The other night, as I watched the Yankee-Astro's game, I lost count of the number of maple and hickory bats that shattered, barrels flying across the infield. Ash is not too brittle, the wood flexible and pliable but not too soft. Ideal for baseball bats. Grosbeaks love the seeds. Unfortunately, emerald ash borers love the heartwood. And, increasingly and sadly, airborne kindling becomes synonymous with the National Pasttime.
Red-eyed vireos are either not yet in the Hollow or have taken a vow of silence. Ovenbirds, which arrived overnight, pick up the slack. Apparently, well ahead of the other Neotropical masses. Did these ovenbirds avoid an over-Gulf flight and spend the winter in Florida, foraging among coral snakes and ground skinks?
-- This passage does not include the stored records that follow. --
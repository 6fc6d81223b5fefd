// Layer 1: Standard library imports
use std::sync::atomic::{AtomicU64, Ordering};

// Layer 2: Third-party crate imports
// (none for this module)

// Layer 3: Internal module imports
use super::error::DispatchError;
use crate::message::MessageId;

const SEQUENCE_MASK: u64 = u32::MAX as u64;

/// Monotonic message-id allocator over a coordination-assigned block.
///
/// Ids are handed out as `(block << 32) | counter` with the counter starting
/// at 1, so a broker incarnation mints up to ~2^32 ids without any
/// cluster-wide coordination. The first and last sequence values of a block
/// are never handed out: 0 is the reserved "unset" id and the final value is
/// withheld so a racing allocation can never silently carry into the next
/// block index.
///
/// # Example
/// ```rust
/// use gantry_mq::dispatch::IdAllocator;
///
/// let ids = IdAllocator::new(3);
/// let first = ids.allocate().unwrap();
/// assert_eq!(first.block(), 3);
/// assert_eq!(first.sequence(), 1);
/// assert!(ids.allocate().unwrap() > first);
/// ```
#[derive(Debug)]
pub struct IdAllocator {
    next: AtomicU64,
}

impl IdAllocator {
    /// Create an allocator over the given block index.
    pub fn new(block: u32) -> Self {
        Self {
            next: AtomicU64::new(MessageId::from_parts(block, 1).as_raw()),
        }
    }

    /// Allocate the next id.
    ///
    /// # Errors
    ///
    /// `DispatchError::IdBlockExhausted` once the block's counter runs out;
    /// the caller must install a fresh block before retrying.
    pub fn allocate(&self) -> Result<MessageId, DispatchError> {
        let mut raw = self.next.load(Ordering::Relaxed);
        loop {
            let sequence = raw & SEQUENCE_MASK;
            if sequence == 0 || sequence == SEQUENCE_MASK {
                // Stay parked on the boundary instead of carrying into the
                // next block index.
                return Err(DispatchError::IdBlockExhausted);
            }
            match self
                .next
                .compare_exchange_weak(raw, raw + 1, Ordering::Relaxed, Ordering::Relaxed)
            {
                Ok(_) => return Ok(MessageId::from_raw(raw)),
                Err(observed) => raw = observed,
            }
        }
    }

    /// Ids left in the current block.
    pub fn remaining(&self) -> u64 {
        let sequence = self.next.load(Ordering::Relaxed) & SEQUENCE_MASK;
        SEQUENCE_MASK.saturating_sub(sequence)
    }

    /// Switch to a freshly allocated block, resetting the counter to 1.
    pub fn install_block(&self, block: u32) {
        self.next
            .store(MessageId::from_parts(block, 1).as_raw(), Ordering::Release);
    }
}

#[cfg(test)]
#[allow(clippy::unwrap_used)] // Tests are allowed to use unwrap for simplicity
mod tests {
    use super::*;

    #[test]
    fn ids_carry_the_block_and_start_at_one() {
        let ids = IdAllocator::new(7);
        let first = ids.allocate().unwrap();
        assert_eq!(first, MessageId::from_parts(7, 1));
        assert_eq!(ids.allocate().unwrap(), MessageId::from_parts(7, 2));
    }

    #[test]
    fn ids_are_strictly_increasing() {
        let ids = IdAllocator::new(1);
        let mut last = MessageId::UNSET;
        for _ in 0..1000 {
            let id = ids.allocate().unwrap();
            assert!(id > last);
            last = id;
        }
    }

    #[test]
    fn exhausted_block_is_rejected() {
        let ids = IdAllocator::new(0);
        ids.next
            .store(MessageId::from_parts(0, u32::MAX).as_raw(), Ordering::Relaxed);
        assert!(matches!(
            ids.allocate(),
            Err(DispatchError::IdBlockExhausted)
        ));
        assert!(matches!(
            ids.allocate(),
            Err(DispatchError::IdBlockExhausted)
        ));
    }

    #[test]
    fn installing_a_block_resets_the_counter() {
        let ids = IdAllocator::new(1);
        ids.allocate().unwrap();
        ids.install_block(2);
        assert_eq!(ids.allocate().unwrap(), MessageId::from_parts(2, 1));
    }

    #[test]
    fn remaining_counts_down() {
        let ids = IdAllocator::new(1);
        let before = ids.remaining();
        ids.allocate().unwrap();
        assert_eq!(ids.remaining(), before - 1);
    }
}
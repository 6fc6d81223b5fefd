//! Queue engine trait: the seam between the dispatcher and an engine.

// Layer 1: Standard library imports
use std::time::Duration;

// Layer 2: Third-party crate imports
use async_trait::async_trait;

// Layer 3: Internal module imports
use super::error::QueueError;
use crate::message::{Dependency, Message, MessageId, MessageState};
use crate::snapshot::QueueSdto;

/// Default wait budget for a blocking pop, mirrored by the dispatcher.
pub const DEFAULT_POP_TIMEOUT: Duration = Duration::from_millis(5000);

/// Serving mode a queue engine is created in.
///
/// Only the primary broker delivers messages; engines created on a follower
/// keep their ready queue empty until the broker wins an election and calls
/// [`MessageQueue::start_serving`].
#[derive(Debug, Clone, Copy, PartialEq, Eq)]
pub enum ServeMode {
    /// Created on the primary: ready messages are deliverable immediately.
    Primary,
    /// Created on a follower: state is mirrored but nothing is delivered.
    Replica,
}

/// A dependency-aware message queue for one named channel.
///
/// This is the surface the broker dispatcher routes to, kept abstract so
/// tests can substitute a recording fake for the real engine.
///
/// # Contract
///
/// - A message with no unmet dependencies is deliverable exactly once.
/// - State only advances (`Queuing < InProgress < Failed < Acked`).
/// - `ack` resolves the message's `resolve_dep` key and frees dependents
///   whose remaining count drops to zero; `fail` never cascades.
/// - The follower path (`set_state`) tolerates updates arriving before the
///   message they refer to by creating placeholder records.
#[async_trait]
pub trait MessageQueue: Send + Sync + 'static {
    /// Create an empty engine in the given serving mode.
    fn with_mode(mode: ServeMode) -> Self
    where
        Self: Sized;

    /// Rebuild an engine from a snapshot. The engine starts as a replica.
    fn from_snapshot(snapshot: QueueSdto) -> Result<Self, QueueError>
    where
        Self: Sized;

    /// Insert a message, gating delivery on `deps`.
    ///
    /// The message must carry its broker-assigned id. With an empty (or
    /// already satisfied) dependency list the message becomes deliverable
    /// immediately.
    fn push(&self, message: Message, deps: &[Dependency]) -> Result<(), QueueError>;

    /// Wait up to `timeout` for a deliverable message.
    ///
    /// On success the returned message has been transitioned to
    /// `InProgress` and will not be handed to another worker.
    ///
    /// # Errors
    ///
    /// `QueueError::Timeout` when nothing became deliverable in time.
    async fn pop_free(&self, timeout: Duration) -> Result<Message, QueueError>;

    /// Acknowledge a delivered message.
    ///
    /// Idempotent: only an `InProgress` record transitions (to `Acked`) and
    /// resolves its dependency key; any other state is a no-op.
    fn ack(&self, id: MessageId) -> Result<(), QueueError>;

    /// Mark a delivered message as failed. Failed messages never resolve
    /// dependencies and are retained for inspection.
    fn fail(&self, id: MessageId) -> Result<(), QueueError>;

    /// Follower path: advance a record's state, creating a placeholder when
    /// the id is not known yet. An advance to `Acked` runs the resolve
    /// cascade but enqueues nothing while the engine is not serving.
    fn set_state(&self, id: MessageId, state: MessageState) -> Result<(), QueueError>;

    /// Promote the engine to serving: every `Queuing` record with no unmet
    /// dependencies is enqueued for delivery and waiters are woken.
    fn start_serving(&self);

    /// Whether the engine currently delivers messages.
    fn is_serving(&self) -> bool;

    /// Serializable capture of the engine's entire state.
    fn snapshot(&self) -> QueueSdto;
}
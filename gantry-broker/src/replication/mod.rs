//! Primary-to-follower replication.
//!
//! # Components
//!
//! - [`ReplicaSync`] - The three-update sync surface a follower exposes
//! - [`SyncService`] - Follower-side application onto the local dispatcher
//! - [`ReplicationPipeline`] / [`SyncOp`] - Primary-side ordered fan-out
//! - [`SyncConnector`] / [`InProcessConnector`] - Address → client resolution
//! - [`ReplicationError`] - Replication edge error types
//!
//! A new follower's stream starts with a full snapshot, so everything it
//! applies afterwards builds on a consistent base.

pub mod error;
pub mod in_process;
pub mod pipeline;
pub mod service;
pub mod traits;

pub use error::ReplicationError;
pub use in_process::InProcessConnector;
pub use pipeline::{ReplicationPipeline, SyncOp};
pub use service::SyncService;
pub use traits::{ReplicaSync, SyncConnector};
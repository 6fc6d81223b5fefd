//! Follower-side application of replication updates.

// Layer 1: Standard library imports
use std::sync::Arc;

// Layer 2: Third-party crate imports
use async_trait::async_trait;
use tracing::debug;

// Layer 3: Internal module imports
use super::error::ReplicationError;
use super::traits::ReplicaSync;
use gantry_mq::dispatch::Dispatcher;
use gantry_mq::message::{Dependency, Message, MessageId, MessageState};
use gantry_mq::queue::MessageQueue;
use gantry_mq::snapshot::SnapshotSdto;

/// Applies a primary's updates to the local dispatcher.
///
/// This is what a broker exposes on its internal surface while it is a
/// follower. Updates are applied verbatim: messages arrive with their ids,
/// state changes advance records monotonically, and a snapshot replaces the
/// whole engine map.
#[derive(Debug)]
pub struct SyncService<Q: MessageQueue> {
    dispatcher: Arc<Dispatcher<Q>>,
}

impl<Q: MessageQueue> SyncService<Q> {
    /// Wrap the local dispatcher.
    pub fn new(dispatcher: Arc<Dispatcher<Q>>) -> Self {
        Self { dispatcher }
    }
}

#[async_trait]
impl<Q: MessageQueue> ReplicaSync for SyncService<Q> {
    async fn sync_snapshot(&self, snapshot: SnapshotSdto) -> Result<(), ReplicationError> {
        debug!(queues = snapshot.queues.len(), "installing snapshot");
        self.dispatcher.install_snapshot(snapshot)?;
        Ok(())
    }

    async fn sync_add_messages(
        &self,
        queue: &str,
        messages: Vec<Message>,
        deps: Vec<Dependency>,
    ) -> Result<(), ReplicationError> {
        self.dispatcher.sync_push(queue, messages, &deps)?;
        Ok(())
    }

    async fn sync_set_message_state(
        &self,
        queue: &str,
        id: MessageId,
        state: MessageState,
    ) -> Result<(), ReplicationError> {
        self.dispatcher.sync_set_state(queue, id, state)?;
        Ok(())
    }
}
//! In-process coordination service with ZooKeeper-shaped semantics.
//!
//! Backs tests, embedded multi-broker clusters, and standalone deployments.
//! A production deployment points the same [`Coordination`] trait at an
//! external coordination cluster instead.

// Layer 1: Standard library imports
use std::collections::{BTreeMap, HashMap};
use std::sync::atomic::{AtomicBool, Ordering};
use std::sync::Arc;

// Layer 2: Third-party crate imports
use async_trait::async_trait;
use parking_lot::Mutex;
use tokio::sync::mpsc;

// Layer 3: Internal module imports
use super::error::CoordinationError;
use super::traits::Coordination;

#[derive(Debug)]
struct NodeEntry {
    data: Vec<u8>,
    /// Owning session for ephemeral nodes; `None` marks a container.
    owner: Option<u64>,
}

#[derive(Debug, Default)]
struct RegistryState {
    nodes: BTreeMap<String, NodeEntry>,
    sequences: HashMap<String, u32>,
    watchers: HashMap<String, Vec<mpsc::UnboundedSender<Vec<String>>>>,
    next_session: u64,
}

#[derive(Debug, Default)]
struct Registry {
    state: Mutex<RegistryState>,
}

fn parent_of(path: &str) -> &str {
    match path.rfind('/') {
        Some(0) | None => "/",
        Some(idx) => &path[..idx],
    }
}

impl Registry {
    /// Direct children of `parent`, as names relative to it.
    fn children_locked(state: &RegistryState, parent: &str) -> Vec<String> {
        let prefix = if parent == "/" {
            "/".to_string()
        } else {
            format!("{parent}/")
        };
        state
            .nodes
            .keys()
            .filter_map(|path| path.strip_prefix(&prefix))
            .filter(|rest| !rest.is_empty() && !rest.contains('/'))
            .map(str::to_string)
            .collect()
    }

    fn notify_locked(state: &mut RegistryState, parent: &str) {
        let children = Self::children_locked(state, parent);
        if let Some(watchers) = state.watchers.get_mut(parent) {
            watchers.retain(|sender| sender.send(children.clone()).is_ok());
        }
    }

    /// Delete every node owned by `session` and wake the affected watchers.
    fn close_session(&self, session: u64) {
        let mut state = self.state.lock();
        let doomed: Vec<String> = state
            .nodes
            .iter()
            .filter(|(_, entry)| entry.owner == Some(session))
            .map(|(path, _)| path.clone())
            .collect();
        let mut parents: Vec<String> = Vec::new();
        for path in doomed {
            state.nodes.remove(&path);
            let parent = parent_of(&path).to_string();
            if !parents.contains(&parent) {
                parents.push(parent);
            }
        }
        for parent in parents {
            Self::notify_locked(&mut state, &parent);
        }
    }
}

/// Shared in-process coordination service.
///
/// Each broker obtains its own [`CoordinationSession`]; ephemeral nodes die
/// with the session that created them, which is what drives failover in an
/// embedded cluster.
///
/// # Example
/// ```rust,ignore
/// let service = InMemoryCoordination::new();
/// let session_a = service.session();
/// let session_b = service.session();
/// // both sessions see the same namespace
/// ```
#[derive(Debug, Clone, Default)]
pub struct InMemoryCoordination {
    registry: Arc<Registry>,
}

impl InMemoryCoordination {
    /// Create an empty coordination namespace.
    pub fn new() -> Self {
        Self::default()
    }

    /// Open a new session against this namespace.
    pub fn session(&self) -> CoordinationSession {
        let id = {
            let mut state = self.registry.state.lock();
            state.next_session += 1;
            state.next_session
        };
        CoordinationSession {
            id,
            registry: Arc::clone(&self.registry),
            closed: Arc::new(AtomicBool::new(false)),
        }
    }
}

/// One broker's session against an [`InMemoryCoordination`] namespace.
///
/// Dropping the session (or calling [`Coordination::close`]) deletes its
/// ephemeral nodes, mirroring a coordination session expiry.
#[derive(Debug)]
pub struct CoordinationSession {
    id: u64,
    registry: Arc<Registry>,
    closed: Arc<AtomicBool>,
}

impl CoordinationSession {
    fn check_open(&self) -> Result<(), CoordinationError> {
        if self.closed.load(Ordering::Acquire) {
            Err(CoordinationError::SessionClosed)
        } else {
            Ok(())
        }
    }

    fn create_node(
        &self,
        path: &str,
        data: &[u8],
        ephemeral: bool,
    ) -> Result<(), CoordinationError> {
        let mut state = self.registry.state.lock();
        let parent = parent_of(path).to_string();
        if parent != "/" && !state.nodes.contains_key(&parent) {
            return Err(CoordinationError::NoNode(parent));
        }
        if state.nodes.contains_key(path) {
            return Err(CoordinationError::NodeExists(path.to_string()));
        }
        state.nodes.insert(
            path.to_string(),
            NodeEntry {
                data: data.to_vec(),
                owner: ephemeral.then_some(self.id),
            },
        );
        Registry::notify_locked(&mut state, &parent);
        Ok(())
    }
}

#[async_trait]
impl Coordination for CoordinationSession {
    async fn ensure_container(&self, path: &str) -> Result<(), CoordinationError> {
        self.check_open()?;
        let mut state = self.registry.state.lock();
        if !state.nodes.contains_key(path) {
            state.nodes.insert(
                path.to_string(),
                NodeEntry {
                    data: Vec::new(),
                    owner: None,
                },
            );
        }
        Ok(())
    }

    async fn create_ephemeral(&self, path: &str, data: &[u8]) -> Result<(), CoordinationError> {
        self.check_open()?;
        self.create_node(path, data, true)
    }

    async fn create_ephemeral_sequential(
        &self,
        prefix: &str,
        data: &[u8],
    ) -> Result<u32, CoordinationError> {
        self.check_open()?;
        let sequence = {
            let mut state = self.registry.state.lock();
            let counter = state.sequences.entry(prefix.to_string()).or_insert(0);
            let sequence = *counter;
            *counter += 1;
            sequence
        };
        let path = format!("{prefix}{sequence:010}");
        self.create_node(&path, data, true)?;
        Ok(sequence)
    }

    async fn get_data(&self, path: &str) -> Result<Option<Vec<u8>>, CoordinationError> {
        self.check_open()?;
        let state = self.registry.state.lock();
        Ok(state.nodes.get(path).map(|entry| entry.data.clone()))
    }

    async fn watch_children(
        &self,
        path: &str,
    ) -> Result<(Vec<String>, mpsc::UnboundedReceiver<Vec<String>>), CoordinationError> {
        self.check_open()?;
        let mut state = self.registry.state.lock();
        let current = Registry::children_locked(&state, path);
        let (tx, rx) = mpsc::unbounded_channel();
        state.watchers.entry(path.to_string()).or_default().push(tx);
        Ok((current, rx))
    }

    async fn close(&self) -> Result<(), CoordinationError> {
        if !self.closed.swap(true, Ordering::AcqRel) {
            self.registry.close_session(self.id);
        }
        Ok(())
    }
}

impl Drop for CoordinationSession {
    fn drop(&mut self) {
        if !self.closed.swap(true, Ordering::AcqRel) {
            self.registry.close_session(self.id);
        }
    }
}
Parula whispers in the pines. House wren cuts loose in the tickets. Flickers laughing in the aspens, not the derisive laugh of pileateds, much higher-pitched and faster. As red as a poinsettia, neighborhood cardinal is ostensibly here to stay, perched on young ash, leans back, whistles—long, downward slurs—one of the few birds I converse with (I think we dialogue; I'm not sure what the cardinal thinks). My dogs, masquerading bewilderment, sit on the driveway, tongues lolling between sets of blunted teeth, patiently wait for a helpful signal from me as they watch the day open up.